06. Es Krim

1.6K 260 10
                                    

Betul memang. Kelas matematika ternyata tidak hanya membosankan, namun juga sangat amat MENYEBALKAN. Aku tak paham kenapa ada orang yang bisa menyukainya? Matematika dasar memang diperlukan untuk menghitung uang. Tapi di kehidupan nyata, angka dan rumus aneh ini tak akan pernah terpakai.

"Hari ini kita mulai materi turunan." Pak Robin mulai menulis di papan tulis.

Aku. Tidak. Peduli. Satu-satunya turunan yang aku pedulikan sekarang adalah keturunanku dengan yang selalu mengisi kepalaku sekarang.

Ah, bagaimana jadinya jika kita boleh menikah?
Apa kita akan hidup bahagia?

Tentu saja akal sehatku tak akan membiarkan pikiranku berkhayal melebihi realita. Tapi rasanya sulit untuk bisa berhenti memikirkannya.

Singto dengan segala hal misteriusnya....

Membuatku menjadi sangat amat menyukainya.

Seketika aku menutup wajahku dengan buku. Aku tahu wajahku pasti memerah meski yang kulakukan sekarang hanya memikirkannya. Nam melirikku, menyadari ada sesuatu yang aneh dariku.

"Woy, kenapa lu?" Bisiknya.

Aku menggeleng sambil tersenyum.

Rasanya aku ingin terus tersenyum. Perutku terasa geli setiap bayangannya hadir di kepalaku. Ia benar-benar membuatku tak bisa fokus. Aku melihat yang lain sudah mencatat banyak sekali tulisan di buku catatan mereka. Jangankan mencatat, aku pun tak paham apa yang sudah Pak Robin ajarkan sejak tadi.

"Sadar woy!" Nam memukulku dengan buku tulisnya ketika Pak Robin sudah tak nampak lagi di kelas. "Orang lagi jatuh cinta tuh serem ya."

"Eh, apa sih?" Aku berlagak kebingungan. "Engga kok!"

Nam mengangguk sambil membenarkan kunciran rambutnya. Ekspresi wajahnya seperti mempertanyakan jawabanku. Tentu saja ia akan menyadarinya. Nam sudah menjadi teman dekatku sejak masuk SMA. Meski sudah beberapa kali dirumorkan berpacaran, kami tak pernah memikirkannya. Menurutku, tak ada salahnya perempuan dan laki-laki untuk bersahabat tanpa ada perasaan di antara mereka.

"Lu naksir gue ya?" Nam tertawa sambil mencolek lenganku.

"Amit-amit."

Nam masih tertawa pelan sambil mengeluarkan liptint dari saku depan tasnya, "Mau?"

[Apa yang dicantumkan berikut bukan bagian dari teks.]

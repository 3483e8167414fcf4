//! Client IP extraction behind proxies
//!
//! Headers are only honored in the proxy modes that say they can be
//! trusted; everything else falls back to the socket address.

use axum::http::HeaderMap;
use ipnet::IpNet;
use std::net::{IpAddr, Ipv4Addr, Ipv6Addr};
use tracing::warn;

use crate::config::{AnalyticsConfig, TrustedProxyMode};

/// Extract the client IP address of a request according to `config`
pub fn extract_client_ip(headers: &HeaderMap, socket_addr: IpAddr, config: &AnalyticsConfig) -> IpAddr {
    match config.trusted_proxy_mode {
        TrustedProxyMode::Cloudflare => extract_cloudflare_ip(headers).unwrap_or_else(|| {
            warn!("CF-Connecting-IP header missing in Cloudflare mode, using socket address");
            socket_addr
        }),
        TrustedProxyMode::Standard => extract_standard_ip(headers, config).unwrap_or(socket_addr),
        TrustedProxyMode::None => socket_addr,
    }
}

fn extract_cloudflare_ip(headers: &HeaderMap) -> Option<IpAddr> {
    headers
        .get("cf-connecting-ip")
        .and_then(|h| h.to_str().ok())
        .and_then(|s| s.trim().parse::<IpAddr>().ok())
}

fn extract_standard_ip(headers: &HeaderMap, config: &AnalyticsConfig) -> Option<IpAddr> {
    let chain = forwarded_chain(headers).or_else(|| x_forwarded_for_chain(headers))?;
    pick_from_chain(&chain, config)
}

/// `for=` addresses of an RFC 7239 Forwarded header, client first
fn forwarded_chain(headers: &HeaderMap) -> Option<Vec<IpAddr>> {
    let forwarded = headers.get("forwarded")?.to_str().ok()?;

    let chain: Vec<IpAddr> = forwarded
        .split(',')
        .flat_map(|element| element.split(';'))
        .filter_map(|param| {
            let value = param.trim();
            let value = value
                .strip_prefix("for=")
                .or_else(|| value.strip_prefix("For="))?;
            parse_forwarded_node(value)
        })
        .collect();

    (!chain.is_empty()).then_some(chain)
}

/// Parse `192.0.2.60`, `"192.0.2.60:4711"` or `"[2001:db8::1]:4711"`
fn parse_forwarded_node(raw: &str) -> Option<IpAddr> {
    let value = raw.trim_matches('"');
    if let Some(rest) = value.strip_prefix('[') {
        return rest.split(']').next()?.parse().ok();
    }
    if let Ok(ip) = value.parse::<IpAddr>() {
        return Some(ip);
    }
    value.rsplit_once(':')?.0.parse().ok()
}

fn x_forwarded_for_chain(headers: &HeaderMap) -> Option<Vec<IpAddr>> {
    let xff = headers.get("x-forwarded-for")?.to_str().ok()?;

    let chain: Vec<IpAddr> = xff
        .split(',')
        .filter_map(|s| s.trim().parse::<IpAddr>().ok())
        .collect();

    (!chain.is_empty()).then_some(chain)
}

/// Walk the chain right to left, skipping trusted hops
fn pick_from_chain(chain: &[IpAddr], config: &AnalyticsConfig) -> Option<IpAddr> {
    if let Some(num_trusted) = config.num_trusted_proxies {
        if chain.len() > num_trusted {
            return Some(chain[chain.len() - num_trusted - 1]);
        }
        return chain.first().copied();
    }

    let trusted: Vec<IpNet> = config
        .trusted_proxies
        .iter()
        .filter_map(|cidr| parse_net(cidr))
        .collect();

    if trusted.is_empty() {
        return chain.last().copied();
    }

    chain
        .iter()
        .rev()
        .find(|ip| !trusted.iter().any(|net| net.contains(*ip)))
        .or_else(|| chain.first())
        .copied()
}

fn parse_net(raw: &str) -> Option<IpNet> {
    match raw.parse::<IpNet>() {
        Ok(net) => Some(net),
        Err(_) => match raw.parse::<IpAddr>() {
            Ok(ip) => Some(IpNet::from(ip)),
            Err(_) => {
                warn!("Ignoring invalid trusted proxy entry '{raw}'");
                None
            }
        },
    }
}

/// Truncate an address to its network prefix: /24 for IPv4, /48 for IPv6
pub fn anonymize_ip(ip: IpAddr) -> IpAddr {
    match ip {
        IpAddr::V4(addr) => {
            let octets = addr.octets();
            IpAddr::V4(Ipv4Addr::new(octets[0], octets[1], octets[2], 0))
        }
        IpAddr::V6(addr) => {
            let segments = addr.segments();
            IpAddr::V6(Ipv6Addr::new(segments[0], segments[1], segments[2], 0, 0, 0, 0, 0))
        }
    }
}

#[cfg(test)]
mod tests {
    use super::*;
    use axum::http::HeaderValue;

    fn create_config(mode: TrustedProxyMode) -> AnalyticsConfig {
        AnalyticsConfig {
            trusted_proxy_mode: mode,
            ..Default::default()
        }
    }

    fn socket() -> IpAddr {
        "192.168.1.1".parse().unwrap()
    }

    #[test]
    fn test_none_mode_ignores_headers() {
        let mut headers = HeaderMap::new();
        headers.insert("x-forwarded-for", HeaderValue::from_static("203.0.113.1"));
        let config = create_config(TrustedProxyMode::None);

        assert_eq!(extract_client_ip(&headers, socket(), &config), socket());
    }

    #[test]
    fn test_cloudflare_header() {
        let mut headers = HeaderMap::new();
        headers.insert("cf-connecting-ip", HeaderValue::from_static("203.0.113.1"));
        let config = create_config(TrustedProxyMode::Cloudflare);

        let result = extract_client_ip(&headers, socket(), &config);
        assert_eq!(result, "203.0.113.1".parse::<IpAddr>().unwrap());
    }

    #[test]
    fn test_x_forwarded_for_rightmost_without_trust_config() {
        let mut headers = HeaderMap::new();
        headers.insert(
            "x-forwarded-for",
            HeaderValue::from_static("203.0.113.1, 198.51.100.1"),
        );
        let config = create_config(TrustedProxyMode::Standard);

        let result = extract_client_ip(&headers, socket(), &config);
        assert_eq!(result, "198.51.100.1".parse::<IpAddr>().unwrap());
    }

    #[test]
    fn test_x_forwarded_for_skips_trusted_cidrs() {
        let mut headers = HeaderMap::new();
        headers.insert(
            "x-forwarded-for",
            HeaderValue::from_static("203.0.113.7, 10.0.0.2, 10.0.0.3"),
        );
        let mut config = create_config(TrustedProxyMode::Standard);
        config.trusted_proxies = vec!["10.0.0.0/8".to_string()];

        let result = extract_client_ip(&headers, socket(), &config);
        assert_eq!(result, "203.0.113.7".parse::<IpAddr>().unwrap());
    }

    #[test]
    fn test_x_forwarded_for_num_trusted_hops() {
        let mut headers = HeaderMap::new();
        headers.insert(
            "x-forwarded-for",
            HeaderValue::from_static("203.0.113.7, 198.51.100.2, 198.51.100.3"),
        );
        let mut config = create_config(TrustedProxyMode::Standard);
        config.num_trusted_proxies = Some(1);

        let result = extract_client_ip(&headers, socket(), &config);
        assert_eq!(result, "198.51.100.2".parse::<IpAddr>().unwrap());
    }

    #[test]
    fn test_forwarded_header_with_port_and_ipv6() {
        let mut headers = HeaderMap::new();
        headers.insert(
            "forwarded",
            HeaderValue::from_static("for=\"[2001:db8:cafe::17]:4711\";proto=https"),
        );
        let config = create_config(TrustedProxyMode::Standard);

        let result = extract_client_ip(&headers, socket(), &config);
        assert_eq!(result, "2001:db8:cafe::17".parse::<IpAddr>().unwrap());

        assert_eq!(
            parse_forwarded_node("\"192.0.2.60:4711\""),
            Some("192.0.2.60".parse().unwrap())
        );
    }

    #[test]
    fn test_anonymize_ipv4() {
        let ip: IpAddr = "192.168.1.100".parse().unwrap();
        assert_eq!(anonymize_ip(ip), "192.168.1.0".parse::<IpAddr>().unwrap());
    }

    #[test]
    fn test_anonymize_ipv6() {
        let ip: IpAddr = "2001:db8::1234:5678".parse().unwrap();
        assert_eq!(anonymize_ip(ip), "2001:db8::".parse::<IpAddr>().unwrap());
    }
}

"Haha lucu banget." Balasku dengan nada jutek.

"Dih, cowok juga bisa pake make up tau!" Ujarnya sambil mengenakan cairan berwarna merah muda itu ke bibirnya. "Buktinya oppa-oppa Korea pake tuh. Tetep ganteng 'kan mereka?"

"Jadi gue gak ganteng?"

"Lu tuh ganteng banget tau!" Nam mencubit pipiku. "Tapi sayang gak suka cewek."

"IDIH!" Aku menepis tangannya. "Jangan ngada-ngada ya lu."

Nam tertawa. Aku juga ikut tertawa, berpura-pura tak paham apa maksudnya. Tapi tentu saja aku masih menyukai perempuan! Singto tidak bisa dijadikan alasan bahwa aku tidak lagi tertarik dengan lawan jenis. Aku hanya belum menemukan perempuan yang tepat. Terlebih ibu termasuk orang yang pemilih soal pasangan hidup.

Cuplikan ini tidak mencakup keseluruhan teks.